Material shown
_ _ _ _

use std::fmt;

/// One of the possible NBT data types.
///
/// The discriminant of each variant is the type identifier used on the wire.
#[derive(Clone, Copy, PartialEq, Eq, PartialOrd, Ord, Hash, Debug, Default)]
#[repr(u8)]
pub enum Tag {
    // Variant order is significant!
    #[default]
    End,
    Byte,
    Short,
    Int,
    Long,
    Float,
    Double,
    ByteArray,
    String,
    List,
    Compound,
    IntArray,
    LongArray,
}

impl Tag {
    /// Converts a type identifier into a [`Tag`], returning `None` for bytes
    /// outside `0..=12`.
    pub const fn from_u8(id: u8) -> Option<Self> {
        Some(match id {
            0 => Tag::End,
            1 => Tag::Byte,
            2 => Tag::Short,
            3 => Tag::Int,
            4 => Tag::Long,
            5 => Tag::Float,
            6 => Tag::Double,
            7 => Tag::ByteArray,
            8 => Tag::String,
            9 => Tag::List,
            10 => Tag::Compound,
            11 => Tag::IntArray,
            12 => Tag::LongArray,
            _ => return None,
        })
    }

    /// The type identifier of this tag.
    pub const fn id(self) -> u8 {
        self as u8
    }

    /// Returns the name of this tag for error reporting purposes.
    pub const fn name(self) -> &'static str {
        match self {
            Tag::End => "end",
            Tag::Byte => "byte",
            Tag::Short => "short",
            Tag::Int => "int",
            Tag::Long => "long",
            Tag::Float => "float",
            Tag::Double => "double",
            Tag::ByteArray => "byte array",
            Tag::String => "string",
            Tag::List => "list",
            Tag::Compound => "compound",
            Tag::IntArray => "int array",
            Tag::LongArray => "long array",
        }
    }

    /// Whether this is one of the six numeric scalar types.
    pub const fn is_numeric(self) -> bool {
        matches!(
            self,
            Tag::Byte | Tag::Short | Tag::Int | Tag::Long | Tag::Float | Tag::Double
        )
    }

    /// Whether values of this type may contain other values.
    pub const fn is_container(self) -> bool {
        matches!(self, Tag::List | Tag::Compound)
    }
}

impl fmt::Display for Tag {
    fn fmt(&self, f: &mut fmt::Formatter<'_>) -> fmt::Result {
        f.write_str(self.name())
    }
}

#[cfg(test)]
mod tests {
    use super::*;

    #[test]
    fn ids_round_trip() {
        for id in 0..=12 {
            let tag = Tag::from_u8(id).unwrap();
            assert_eq!(tag.id(), id);
        }

        assert_eq!(Tag::from_u8(13), None);
        assert_eq!(Tag::from_u8(0xff), None);
    }

    #[test]
    fn wire_ids() {
        assert_eq!(Tag::End.id(), 0);
        assert_eq!(Tag::String.id(), 8);
        assert_eq!(Tag::Compound.id(), 10);
        assert_eq!(Tag::LongArray.id(), 12);
    }

    #[test]
    fn numeric_types() {
        assert!(Tag::Double.is_numeric());
        assert!(!Tag::String.is_numeric());
        assert!(!Tag::ByteArray.is_numeric());
        assert!(Tag::List.is_container());
    }
}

_ _ _ _

Work to be completed
Go to the line in the material above that contains "of this tag." and copy exactly from there through the line that contains "assert_eq!(Tag::from_u8(13), None);", stopping after it.

Answer
    /// The type identifier of this tag.
    pub const fn id(self) -> u8 {
        self as u8
    }

    /// Returns the name of this tag for error reporting purposes.
    pub const fn name(self) -> &'static str {
        match self {
            Tag::End => "end",
            Tag::Byte => "byte",
            Tag::Short => "short",
            Tag::Int => "int",
            Tag::Long => "long",
            Tag::Float => "float",
            Tag::Double => "double",
            Tag::ByteArray => "byte array",
            Tag::String => "string",
            Tag::List => "list",
            Tag::Compound => "compound",
            Tag::IntArray => "int array",
            Tag::LongArray => "long array",
        }
    }

    /// Whether this is one of the six numeric scalar types.
    pub const fn is_numeric(self) -> bool {
        matches!(
            self,
            Tag::Byte | Tag::Short | Tag::Int | Tag::Long | Tag::Float | Tag::Double
        )
    }

    /// Whether values of this type may contain other values.
    pub const fn is_container(self) -> bool {
        matches!(self, Tag::List | Tag::Compound)
    }
}

impl fmt::Display for Tag {
    fn fmt(&self, f: &mut fmt::Formatter<'_>) -> fmt::Result {
        f.write_str(self.name())
    }
}

#[cfg(test)]
mod tests {
    use super::*;

    #[test]
    fn ids_round_trip() {
        for id in 0..=12 {
            let tag = Tag::from_u8(id).unwrap();
            assert_eq!(tag.id(), id);
        }

        assert_eq!(Tag::from_u8(13), None);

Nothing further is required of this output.